Overall the methods are very well explained, the authors did a great effort to
detail the model as well as its underlying assumptions. Below are a couple
of suggestions:

- Equation 1: I think B should be B(t) as it is time-dependent.
- l. 150: I would explicit the total mortality rate.
- l. 154: in 2015, the authors explored 4 functional responses, I suggest they
mention that based on their previous study they chose Holling II.
- regarding the bait, I found it hard to picture how the unit used relate to the unit
for mice
- l. 192:
- I would mention that it is assume to follow a Normal distribution
- why using a standard deviation of 1 instead of the standard deviation of the time series?
- l.194 I would write "Orongorongo Valley (hereafter OV)"
- l. 206: I would stress out that plague here does not have a specific biological
meaning (unless I'm wrong), it is rather a convenient reference point to compare scenarios.

Validity of the findings

To me, findings are valid and unambiguous. I have two comments:

- Table 2, caption "[...] the minimum expected plague time and plague years
across the different regimes are shown in bold text." Why not doing so for the plague size?
- Figure 1, bottom panel: tick labels are missing.

Additional comments

I would change a few sentences in the introduction and in the abstract to better introduce the example that inspires the model. If I am right, the model is inspired by the house mice dynamics in New Zealand but is thought as a general one.

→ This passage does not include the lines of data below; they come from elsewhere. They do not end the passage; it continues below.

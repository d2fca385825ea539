//! The occupancy reporter: read-only dashboard aggregation.
//!
//! Computes a point-in-time summary over the ledger's current state for a
//! trailing window of exactly [`OCCUPANCY_WINDOW_DAYS`] days ending today.
//! Purely derived; a slightly stale snapshot is acceptable.

use chrono::{Duration, NaiveDate, Utc};
use serde::Serialize;

use crate::catalog::Catalog;
use crate::database::Database;
use crate::error::Result;
use crate::{Booking, ItemKind};

/// Length of the trailing occupancy window, in days.
pub const OCCUPANCY_WINDOW_DAYS: i64 = 30;

/// Number of bookings shown in the recent-bookings section.
pub const RECENT_BOOKINGS_LIMIT: u32 = 5;

/// A recently created booking with its catalog display name resolved.
#[derive(Debug, Clone, PartialEq, Serialize)]
pub struct RecentBooking {
    /// The booking record.
    #[serde(flatten)]
    pub booking: Booking,
    /// Display name of the booked item, when the catalog can resolve one.
    pub item_name: Option<String>,
}

/// The dashboard summary.
///
/// `occupancy_rate` is a capacity-utilization estimate: occupied room
/// nights inside the window divided by `total_rooms * 30`, as a
/// percentage rounded to two decimals. Bookings across different rooms
/// sum linearly against the shared denominator, so the rate can exceed
/// 100% — that simplification is intended.
#[derive(Debug, Clone, PartialEq, Serialize)]
pub struct DashboardSummary {
    /// Number of room items in the catalog.
    pub total_rooms: u64,
    /// Number of resort packages in the catalog.
    pub total_resorts: u64,
    /// Number of bookings, regardless of status.
    pub total_bookings: u64,
    /// Trailing-window room utilization percentage.
    pub occupancy_rate: f64,
    /// The five most recently created bookings.
    pub recent_bookings: Vec<RecentBooking>,
}

/// Read-only aggregator over the ledger's booking set.
///
/// # Examples
///
/// ```no_run
/// use willa::database::{Database, DatabaseConfig};
/// use willa::Reporter;
///
/// let db = Database::open(DatabaseConfig::new("/tmp/willa.db")).unwrap();
/// let catalog = db.load_catalog().unwrap();
/// let summary = Reporter::new(&db, &catalog).summarize().unwrap();
/// println!("occupancy {}%", summary.occupancy_rate);
/// ```
pub struct Reporter<'a, C: Catalog> {
    db: &'a Database,
    catalog: &'a C,
}

impl<'a, C: Catalog> Reporter<'a, C> {
    /// Creates a reporter over a database and a catalog collaborator.
    #[must_use]
    pub fn new(db: &'a Database, catalog: &'a C) -> Self {
        Self { db, catalog }
    }

    /// Summarizes as of the current date.
    ///
    /// # Errors
    ///
    /// Returns an error if a storage query fails.
    pub fn summarize(&self) -> Result<DashboardSummary> {
        self.summarize_as_of(Utc::now().date_naive())
    }

    /// Summarizes for the trailing window ending on `today`.
    ///
    /// Taking the reference date as a parameter keeps the arithmetic
    /// deterministic under test.
    ///
    /// # Errors
    ///
    /// Returns an error if a storage query fails.
    pub fn summarize_as_of(&self, today: NaiveDate) -> Result<DashboardSummary> {
        let total_rooms = self.catalog.count(ItemKind::Room);
        let total_resorts = self.catalog.count(ItemKind::Resort);
        let total_bookings = self.db.count_bookings()?;

        let recent_bookings = self
            .db
            .recent_bookings(RECENT_BOOKINGS_LIMIT)?
            .into_iter()
            .map(|booking| {
                let item_name = self.catalog.display_name(booking.item());
                RecentBooking { booking, item_name }
            })
            .collect();

        let occupancy_rate = if total_rooms > 0 {
            let window_start = today - Duration::days(OCCUPANCY_WINDOW_DAYS);
            let occupied_nights: i64 = self
                .db
                .room_bookings_ending_on_or_after(window_start)?
                .iter()
                .map(|b| occupied_nights_in_window(b, window_start, today))
                .sum();

            let denominator = total_rooms as f64 * OCCUPANCY_WINDOW_DAYS as f64;
            round2(occupied_nights as f64 / denominator * 100.0)
        } else {
            0.0
        };

        Ok(DashboardSummary {
            total_rooms,
            total_resorts,
            total_bookings,
            occupancy_rate,
            recent_bookings,
        })
    }
}

/// Nights a booking occupies inside `[window_start, today]`, clipped to
/// non-negative.
fn occupied_nights_in_window(booking: &Booking, window_start: NaiveDate, today: NaiveDate) -> i64 {
    let range = booking.range();
    let span_start = range.start().max(window_start);
    let span_end = range.end().min(today);
    (span_end - span_start).num_days().max(0)
}

fn round2(value: f64) -> f64 {
    (value * 100.0).round() / 100.0
}

#[cfg(test)]
mod tests {
    use super::*;
    use crate::catalog::{CatalogEntry, InMemoryCatalog};
    use crate::database::test_util::{create_test_database, date, room};
    use crate::{BookingStatus, DateRange, ItemId, ItemRef};

    fn catalog_with_rooms(count: u32) -> InMemoryCatalog {
        let mut catalog = InMemoryCatalog::new();
        for id in 1..=count {
            catalog.insert(CatalogEntry::named(room(id), format!("10{id}")));
        }
        catalog
    }

    #[test]
    fn test_zero_rooms_means_zero_rate() {
        let mut db = create_test_database();
        let catalog = InMemoryCatalog::new();
        let range = DateRange::new(date(1), date(4)).unwrap();
        db.insert_booking("guest", room(1), range, 1, "").unwrap();

        let summary = Reporter::new(&db, &catalog)
            .summarize_as_of(date(30))
            .unwrap();
        assert_eq!(summary.occupancy_rate, 0.0);
        assert_eq!(summary.total_rooms, 0);
        assert_eq!(summary.total_bookings, 1);
    }

    #[test]
    fn test_two_rooms_three_nights_each() {
        let mut db = create_test_database();
        let catalog = catalog_with_rooms(2);

        // Two different rooms, each a 3-night stay inside the window.
        let range = DateRange::new(date(10), date(13)).unwrap();
        db.insert_booking("guest", room(1), range, 1, "").unwrap();
        let range = DateRange::new(date(15), date(18)).unwrap();
        db.insert_booking("guest", room(2), range, 1, "").unwrap();

        let summary = Reporter::new(&db, &catalog)
            .summarize_as_of(date(30))
            .unwrap();
        // round(6 / (2 * 30) * 100, 2)
        assert_eq!(summary.occupancy_rate, 10.0);
        assert_eq!(summary.total_rooms, 2);
    }

    #[test]
    fn test_window_clips_booking_span() {
        let mut db = create_test_database();
        let catalog = catalog_with_rooms(1);

        // Ten nights booked, but only the last five fall inside the window
        // ending on the 10th with help of clipping at "today".
        let range = DateRange::new(date(5), date(15)).unwrap();
        db.insert_booking("guest", room(1), range, 1, "").unwrap();

        let summary = Reporter::new(&db, &catalog)
            .summarize_as_of(date(10))
            .unwrap();
        // 5 nights / 30 room-nights.
        assert_eq!(summary.occupancy_rate, 16.67);
    }

    #[test]
    fn test_cancelled_bookings_do_not_count() {
        let mut db = create_test_database();
        let catalog = catalog_with_rooms(1);
        let range = DateRange::new(date(10), date(13)).unwrap();
        let booking = db.insert_booking("guest", room(1), range, 1, "").unwrap();
        db.set_booking_status(booking.id(), BookingStatus::Cancelled)
            .unwrap();

        let summary = Reporter::new(&db, &catalog)
            .summarize_as_of(date(30))
            .unwrap();
        assert_eq!(summary.occupancy_rate, 0.0);
        // Cancelled bookings still count toward the total.
        assert_eq!(summary.total_bookings, 1);
    }

    #[test]
    fn test_non_room_bookings_excluded_from_rate() {
        let mut db = create_test_database();
        let mut catalog = catalog_with_rooms(1);
        let table = ItemRef::new(crate::ItemKind::Table, ItemId::try_from(1u32).unwrap());
        catalog.insert(CatalogEntry::named(table, "Bay window"));

        let range = DateRange::new(date(10), date(13)).unwrap();
        db.insert_booking("guest", table, range, 2, "").unwrap();

        let summary = Reporter::new(&db, &catalog)
            .summarize_as_of(date(30))
            .unwrap();
        assert_eq!(summary.occupancy_rate, 0.0);
        assert_eq!(summary.total_bookings, 1);
    }

    #[test]
    fn test_recent_bookings_resolve_names() {
        let mut db = create_test_database();
        let catalog = catalog_with_rooms(1);

        for day in 1..=7u32 {
            let range = DateRange::new(date(day), date(day + 1)).unwrap();
            db.insert_booking("guest", room(1), range, 1, "").unwrap();
        }

        let summary = Reporter::new(&db, &catalog)
            .summarize_as_of(date(30))
            .unwrap();
        assert_eq!(summary.recent_bookings.len(), 5);
        // Newest first; every entry resolves to the room number.
        let first = &summary.recent_bookings[0];
        assert!(first.booking.id() > summary.recent_bookings[4].booking.id());
        assert_eq!(first.item_name.as_deref(), Some("101"));
    }

    #[test]
    fn test_unresolvable_item_name_is_absent() {
        let mut db = create_test_database();
        let catalog = InMemoryCatalog::new();
        let range = DateRange::new(date(1), date(2)).unwrap();
        db.insert_booking("guest", room(1), range, 1, "").unwrap();

        let summary = Reporter::new(&db, &catalog)
            .summarize_as_of(date(30))
            .unwrap();
        assert_eq!(summary.recent_bookings[0].item_name, None);
    }

    #[test]
    fn test_summary_serializes_to_json() {
        let db = create_test_database();
        let catalog = InMemoryCatalog::new();
        let summary = Reporter::new(&db, &catalog)
            .summarize_as_of(date(30))
            .unwrap();

        let json = serde_json::to_value(&summary).unwrap();
        assert_eq!(json["total_bookings"], 0);
        assert_eq!(json["occupancy_rate"], 0.0);
    }
}
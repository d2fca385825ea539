//! Utility functions for CLI operations.
//!
//! This module provides common utility functions used across CLI commands,
//! including configuration loading, database management, principal
//! resolution, and output formatting.

use crate::error::CliError;
use chrono::{DateTime, Utc};
use std::path::PathBuf;
use willa::database::resolve_database_path;
use willa::{Config, ConfigBuilder, Database, DatabaseConfig, Principal};

/// Global CLI options shared across all commands.
#[derive(Debug, Clone)]
#[allow(dead_code)] // Fields used via pattern matching in main.rs
pub struct GlobalOptions {
    /// Enable verbose output.
    pub verbose: bool,

    /// Suppress non-essential output.
    pub quiet: bool,

    /// Acting user identifier.
    pub user: Option<String>,

    /// Act with staff privileges.
    pub admin: bool,

    /// Override the data directory location.
    pub data_dir: Option<PathBuf>,

    /// Override the default busy timeout (in seconds).
    pub busy_timeout: Option<u32>,

    /// Disable automatic database initialization.
    pub disable_autoinit: bool,
}

/// Load hierarchical configuration.
///
/// Configuration is merged from multiple sources with precedence:
/// 1. Global options (highest priority)
/// 2. Environment variables
/// 3. Configuration files
/// 4. Built-in defaults (lowest priority)
pub fn load_configuration(global: &GlobalOptions) -> Result<Config, CliError> {
    ConfigBuilder::new()
        .with_data_dir(global.data_dir.clone())
        .with_busy_timeout_seconds(global.busy_timeout.map(u64::from))
        .build()
        .map_err(|e| CliError::Config(e.to_string()))
}

/// Open the database with configuration.
///
/// # Errors
///
/// Returns `NoDataDirectory` if the database doesn't exist and auto-init
/// is disabled.
pub fn open_database(global: &GlobalOptions, config: &Config) -> Result<Database, CliError> {
    let db_path = resolve_database_path(config.data_dir.as_deref())
        .map_err(|e| CliError::Config(e.to_string()))?;

    if !db_path.exists() && global.disable_autoinit {
        return Err(CliError::NoDataDirectory);
    }

    let db_config = DatabaseConfig::new(db_path).with_busy_timeout(config.busy_timeout());

    Database::open(db_config).map_err(CliError::from)
}

/// Resolve the acting principal from global options.
///
/// Returns `None` when no `--user` was supplied; commands that require
/// a principal surface that through the library's authentication error.
pub fn resolve_principal(global: &GlobalOptions) -> Result<Option<Principal>, CliError> {
    let Some(ref user) = global.user else {
        return Ok(None);
    };

    let principal = Principal::new(user.clone())
        .map_err(|e| CliError::InvalidArguments(e.to_string()))?;

    Ok(Some(if global.admin {
        principal.privileged()
    } else {
        principal
    }))
}

/// Resolve a principal, erroring when none is configured.
pub fn require_principal(global: &GlobalOptions) -> Result<Principal, CliError> {
    resolve_principal(global)?.ok_or_else(|| {
        CliError::InvalidArguments("a user is required (use --user or WILLA_USER)".to_string())
    })
}

/// Format a timestamp for display.
pub fn format_timestamp(ts: DateTime<Utc>) -> String {
    ts.format("%Y-%m-%d %H:%M:%S").to_string()
}
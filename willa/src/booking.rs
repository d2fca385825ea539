//! Booking types: statuses, half-open date ranges, and the booking record.
//!
//! A [`Booking`] is only ever created through the ledger's admission check;
//! this module provides the data types and their invariants (strict date
//! ordering, positive guest counts) but no admission logic.

use std::fmt;
use std::str::FromStr;

use chrono::{DateTime, NaiveDate, Utc};
use serde::{Deserialize, Serialize};

use crate::ItemRef;

/// Lifecycle status of a booking.
///
/// New bookings start as `Pending`. Transitions are an administrative
/// concern outside the admission core; the core only reads the status to
/// decide whether a booking occupies its date range.
///
/// # Examples
///
/// ```
/// use willa::BookingStatus;
///
/// assert!(BookingStatus::Pending.occupies());
/// assert!(BookingStatus::Confirmed.occupies());
/// assert!(!BookingStatus::Cancelled.occupies());
/// ```
#[derive(Debug, Clone, Copy, PartialEq, Eq, Hash, Serialize, Deserialize)]
#[serde(rename_all = "lowercase")]
pub enum BookingStatus {
    /// Accepted but not yet confirmed.
    Pending,
    /// Confirmed by an administrator.
    Confirmed,
    /// Cancelled; releases the date range.
    Cancelled,
}

impl BookingStatus {
    /// Returns the fixed storage string for this status.
    #[must_use]
    pub const fn as_str(self) -> &'static str {
        match self {
            Self::Pending => "pending",
            Self::Confirmed => "confirmed",
            Self::Cancelled => "cancelled",
        }
    }

    /// Whether a booking in this status occupies its date range.
    ///
    /// Only occupying bookings participate in the non-overlap invariant
    /// and in occupancy accounting.
    #[must_use]
    pub const fn occupies(self) -> bool {
        matches!(self, Self::Pending | Self::Confirmed)
    }
}

impl fmt::Display for BookingStatus {
    fn fmt(&self, f: &mut fmt::Formatter<'_>) -> fmt::Result {
        f.write_str(self.as_str())
    }
}

impl FromStr for BookingStatus {
    type Err = ValidationError;

    fn from_str(s: &str) -> Result<Self, Self::Err> {
        match s {
            "pending" => Ok(Self::Pending),
            "confirmed" => Ok(Self::Confirmed),
            "cancelled" => Ok(Self::Cancelled),
            other => Err(ValidationError {
                field: "status".into(),
                message: format!("unknown status '{other}'"),
            }),
        }
    }
}

/// A half-open calendar date range `[start, end)`.
///
/// The start date is included, the end date is not; a one-night stay from
/// the 5th to the 6th is `[5th, 6th)`. Construction enforces the strict
/// ordering invariant `start < end`.
///
/// # Examples
///
/// ```
/// use chrono::NaiveDate;
/// use willa::DateRange;
///
/// let d = |day| NaiveDate::from_ymd_opt(2026, 9, day).unwrap();
///
/// let stay = DateRange::new(d(5), d(8)).unwrap();
/// assert_eq!(stay.nights(), 3);
///
/// // Back-to-back ranges do not overlap.
/// let next = DateRange::new(d(8), d(10)).unwrap();
/// assert!(!stay.overlaps(&next));
///
/// // Empty ranges are invalid.
/// assert!(DateRange::new(d(5), d(5)).is_err());
/// ```
#[derive(Debug, Clone, Copy, PartialEq, Eq, Serialize, Deserialize)]
pub struct DateRange {
    start: NaiveDate,
    end: NaiveDate,
}

impl DateRange {
    /// Creates a range, enforcing `start < end` strictly.
    ///
    /// # Errors
    ///
    /// Returns an error if `start >= end`.
    pub fn new(start: NaiveDate, end: NaiveDate) -> Result<Self, InvalidDateRangeError> {
        if start < end {
            Ok(Self { start, end })
        } else {
            Err(InvalidDateRangeError { start, end })
        }
    }

    /// Returns the first occupied date.
    #[must_use]
    pub const fn start(self) -> NaiveDate {
        self.start
    }

    /// Returns the first date after the range.
    #[must_use]
    pub const fn end(self) -> NaiveDate {
        self.end
    }

    /// Number of nights covered by the range.
    #[must_use]
    pub fn nights(self) -> i64 {
        (self.end - self.start).num_days()
    }

    /// Half-open overlap test: two ranges overlap iff each one's start is
    /// strictly before the other's end.
    #[must_use]
    pub fn overlaps(self, other: &Self) -> bool {
        self.start < other.end && other.start < self.end
    }
}

impl fmt::Display for DateRange {
    fn fmt(&self, f: &mut fmt::Formatter<'_>) -> fmt::Result {
        write!(f, "[{}, {})", self.start, self.end)
    }
}

/// Error type for date ranges that are empty or reversed.
#[derive(Debug, Clone, Copy, PartialEq, Eq)]
pub struct InvalidDateRangeError {
    /// The proposed start date.
    pub start: NaiveDate,
    /// The proposed end date.
    pub end: NaiveDate,
}

impl fmt::Display for InvalidDateRangeError {
    fn fmt(&self, f: &mut fmt::Formatter<'_>) -> fmt::Result {
        write!(
            f,
            "invalid date range {} to {}: end date must be after start date",
            self.start, self.end
        )
    }
}

impl std::error::Error for InvalidDateRangeError {}

/// A persisted booking record.
///
/// Instances are produced by the storage layer; the id and timestamps are
/// system-assigned and the item reference and date range are immutable
/// after creation.
#[derive(Debug, Clone, PartialEq, Eq, Serialize, Deserialize)]
pub struct Booking {
    id: i64,
    owner: String,
    item: ItemRef,
    range: DateRange,
    guests: u32,
    status: BookingStatus,
    notes: String,
    created_at: DateTime<Utc>,
    updated_at: DateTime<Utc>,
}

impl Booking {
    /// Creates a booking builder.
    ///
    /// # Examples
    ///
    /// ```
    /// use chrono::NaiveDate;
    /// use willa::{Booking, DateRange, ItemId, ItemKind, ItemRef};
    ///
    /// let item = ItemRef::new(ItemKind::Room, ItemId::try_from(1u32).unwrap());
    /// let range = DateRange::new(
    ///     NaiveDate::from_ymd_opt(2026, 9, 5).unwrap(),
    ///     NaiveDate::from_ymd_opt(2026, 9, 8).unwrap(),
    /// )
    /// .unwrap();
    ///
    /// let booking = Booking::builder(1, "guest", item, range).build().unwrap();
    /// assert_eq!(booking.guests(), 1);
    /// ```
    #[must_use]
    pub fn builder(
        id: i64,
        owner: impl Into<String>,
        item: ItemRef,
        range: DateRange,
    ) -> BookingBuilder {
        BookingBuilder {
            id,
            owner: owner.into(),
            item,
            range,
            guests: 1,
            status: BookingStatus::Pending,
            notes: String::new(),
            created_at: None,
            updated_at: None,
        }
    }

    /// Returns the system-assigned booking id.
    #[must_use]
    pub const fn id(&self) -> i64 {
        self.id
    }

    /// Returns the id of the principal that created the booking.
    #[must_use]
    pub fn owner(&self) -> &str {
        &self.owner
    }

    /// Returns the booked inventory item.
    #[must_use]
    pub const fn item(&self) -> ItemRef {
        self.item
    }

    /// Returns the booked date range.
    #[must_use]
    pub const fn range(&self) -> DateRange {
        self.range
    }

    /// Returns the guest count (informational only).
    #[must_use]
    pub const fn guests(&self) -> u32 {
        self.guests
    }

    /// Returns the lifecycle status.
    #[must_use]
    pub const fn status(&self) -> BookingStatus {
        self.status
    }

    /// Returns the free-text notes.
    #[must_use]
    pub fn notes(&self) -> &str {
        &self.notes
    }

    /// Returns the creation timestamp.
    #[must_use]
    pub const fn created_at(&self) -> DateTime<Utc> {
        self.created_at
    }

    /// Returns the last-modification timestamp.
    #[must_use]
    pub const fn updated_at(&self) -> DateTime<Utc> {
        self.updated_at
    }

    /// Whether this booking currently occupies its date range.
    #[must_use]
    pub const fn occupies(&self) -> bool {
        self.status.occupies()
    }
}

/// Builder for [`Booking`] instances.
///
/// Used by the storage layer when materializing rows and when returning a
/// freshly admitted booking.
#[derive(Debug)]
pub struct BookingBuilder {
    id: i64,
    owner: String,
    item: ItemRef,
    range: DateRange,
    guests: u32,
    status: BookingStatus,
    notes: String,
    created_at: Option<DateTime<Utc>>,
    updated_at: Option<DateTime<Utc>>,
}

impl BookingBuilder {
    /// Sets the guest count.
    #[must_use]
    pub const fn guests(mut self, guests: u32) -> Self {
        self.guests = guests;
        self
    }

    /// Sets the lifecycle status.
    #[must_use]
    pub const fn status(mut self, status: BookingStatus) -> Self {
        self.status = status;
        self
    }

    /// Sets the free-text notes.
    #[must_use]
    pub fn notes(mut self, notes: impl Into<String>) -> Self {
        self.notes = notes.into();
        self
    }

    /// Sets the creation timestamp.
    #[must_use]
    pub const fn created_at(mut self, created_at: DateTime<Utc>) -> Self {
        self.created_at = Some(created_at);
        self
    }

    /// Sets the last-modification timestamp.
    #[must_use]
    pub const fn updated_at(mut self, updated_at: DateTime<Utc>) -> Self {
        self.updated_at = Some(updated_at);
        self
    }

    /// Builds the booking.
    ///
    /// # Errors
    ///
    /// Returns an error if the owner is empty after trimming or the guest
    /// count is zero.
    pub fn build(self) -> Result<Booking, ValidationError> {
        let owner = self.owner.trim().to_string();
        if owner.is_empty() {
            return Err(ValidationError {
                field: "owner".into(),
                message: "owner must be non-empty".into(),
            });
        }
        if self.guests == 0 {
            return Err(ValidationError {
                field: "guests".into(),
                message: "guest count must be a positive integer".into(),
            });
        }

        let now = Utc::now();
        Ok(Booking {
            id: self.id,
            owner,
            item: self.item,
            range: self.range,
            guests: self.guests,
            status: self.status,
            notes: self.notes,
            created_at: self.created_at.unwrap_or(now),
            updated_at: self.updated_at.unwrap_or(now),
        })
    }
}

/// A reservation request as submitted by a caller.
///
/// The proposal carries raw start and end dates; the strict ordering check
/// happens during admission so that rejection ordering matches the ledger
/// contract (item existence is verified first).
///
/// # Examples
///
/// ```
/// use chrono::NaiveDate;
/// use willa::{BookingProposal, ItemId, ItemKind, ItemRef};
///
/// let item = ItemRef::new(ItemKind::Room, ItemId::try_from(1u32).unwrap());
/// let proposal = BookingProposal::new(
///     item,
///     NaiveDate::from_ymd_opt(2026, 9, 5).unwrap(),
///     NaiveDate::from_ymd_opt(2026, 9, 8).unwrap(),
/// )
/// .with_guests(Some(2))
/// .with_notes("late arrival");
///
/// assert_eq!(proposal.guests, Some(2));
/// ```
#[derive(Debug, Clone, PartialEq, Eq, Serialize, Deserialize)]
pub struct BookingProposal {
    /// The requested inventory item.
    pub item: ItemRef,
    /// Requested first night.
    pub start: NaiveDate,
    /// Requested checkout date (exclusive).
    pub end: NaiveDate,
    /// Requested guest count; defaults to 1 when unspecified.
    pub guests: Option<u32>,
    /// Free-text notes.
    pub notes: String,
}

impl BookingProposal {
    /// Creates a proposal for the given item and dates.
    #[must_use]
    pub fn new(item: ItemRef, start: NaiveDate, end: NaiveDate) -> Self {
        Self {
            item,
            start,
            end,
            guests: None,
            notes: String::new(),
        }
    }

    /// Sets the requested guest count.
    #[must_use]
    pub const fn with_guests(mut self, guests: Option<u32>) -> Self {
        self.guests = guests;
        self
    }

    /// Sets the free-text notes.
    #[must_use]
    pub fn with_notes(mut self, notes: impl Into<String>) -> Self {
        self.notes = notes.into();
        self
    }
}

/// Error type for field-level validation failures.
#[derive(Debug, Clone, PartialEq, Eq)]
pub struct ValidationError {
    /// The field that failed validation.
    pub field: String,
    /// A description of the failure.
    pub message: String,
}

impl fmt::Display for ValidationError {
    fn fmt(&self, f: &mut fmt::Formatter<'_>) -> fmt::Result {
        write!(f, "validation error for '{}': {}", self.field, self.message)
    }
}

impl std::error::Error for ValidationError {}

I think this is fair, I would however make this slightly more explicit as I far as I understand, the model has only been validated on this case study.


Basic reporting

This manuscript is tightly written and quite clear in outlining modifications to the underlying seasonal mast-driven mouse model first described in Holland et al (2015), with one exception: the double set of inequalities shown in eq 4 seem impossible to satisfy. Perhaps this reflects a typo? The extensive literature cited section is appropriate and well-linked to the text. Figures are clear and easy to follow, as are the tabular data. The results are well-linked to objectives stated in the introduction.

Experimental design

This ms reports on applied population control extension of a previously published model of stochastic seasonal mouse dynamics in New Zealand beech forests. Objectives were to identify the most effective combination of timing and minimal (yet effective) application of pesticide to prevent house mouse outbreaks and their consequent damage to beech forests. Rodent control is an applied ecological problem of considerable concern, but is rarely based on bottom-up driven models of convincing robustness, so the modeling work fills an important gap in the literature and will no doubt be widely cited. The modelling work is based on straightforward modification of a plausible and well-validated consumer-resource model published 3 years earlier. While code was unfortunately not included, my judgement is that it would be simple to replicate the model.

Validity of the findings

The conclusions seem to be well-justified, given the well-validated empirical model framework. My only editorial suggestion is that it would be helpful to clarify why any population density above the median of 2/100 trap nights is defined as a "plague" instead of simply being above the long-term average. It also wasn't clear why the authors restrict their attention to applying pesticide just once a year or once every 2 years in a single massive dose rather than in multiple smaller doses triggered by biomonitoring of either beech mast or mice. In other words: why just these control measures?

Additional comments

I congratulate the authors on a well-formulated and useful modelling paper. I'm sure it will be well-received.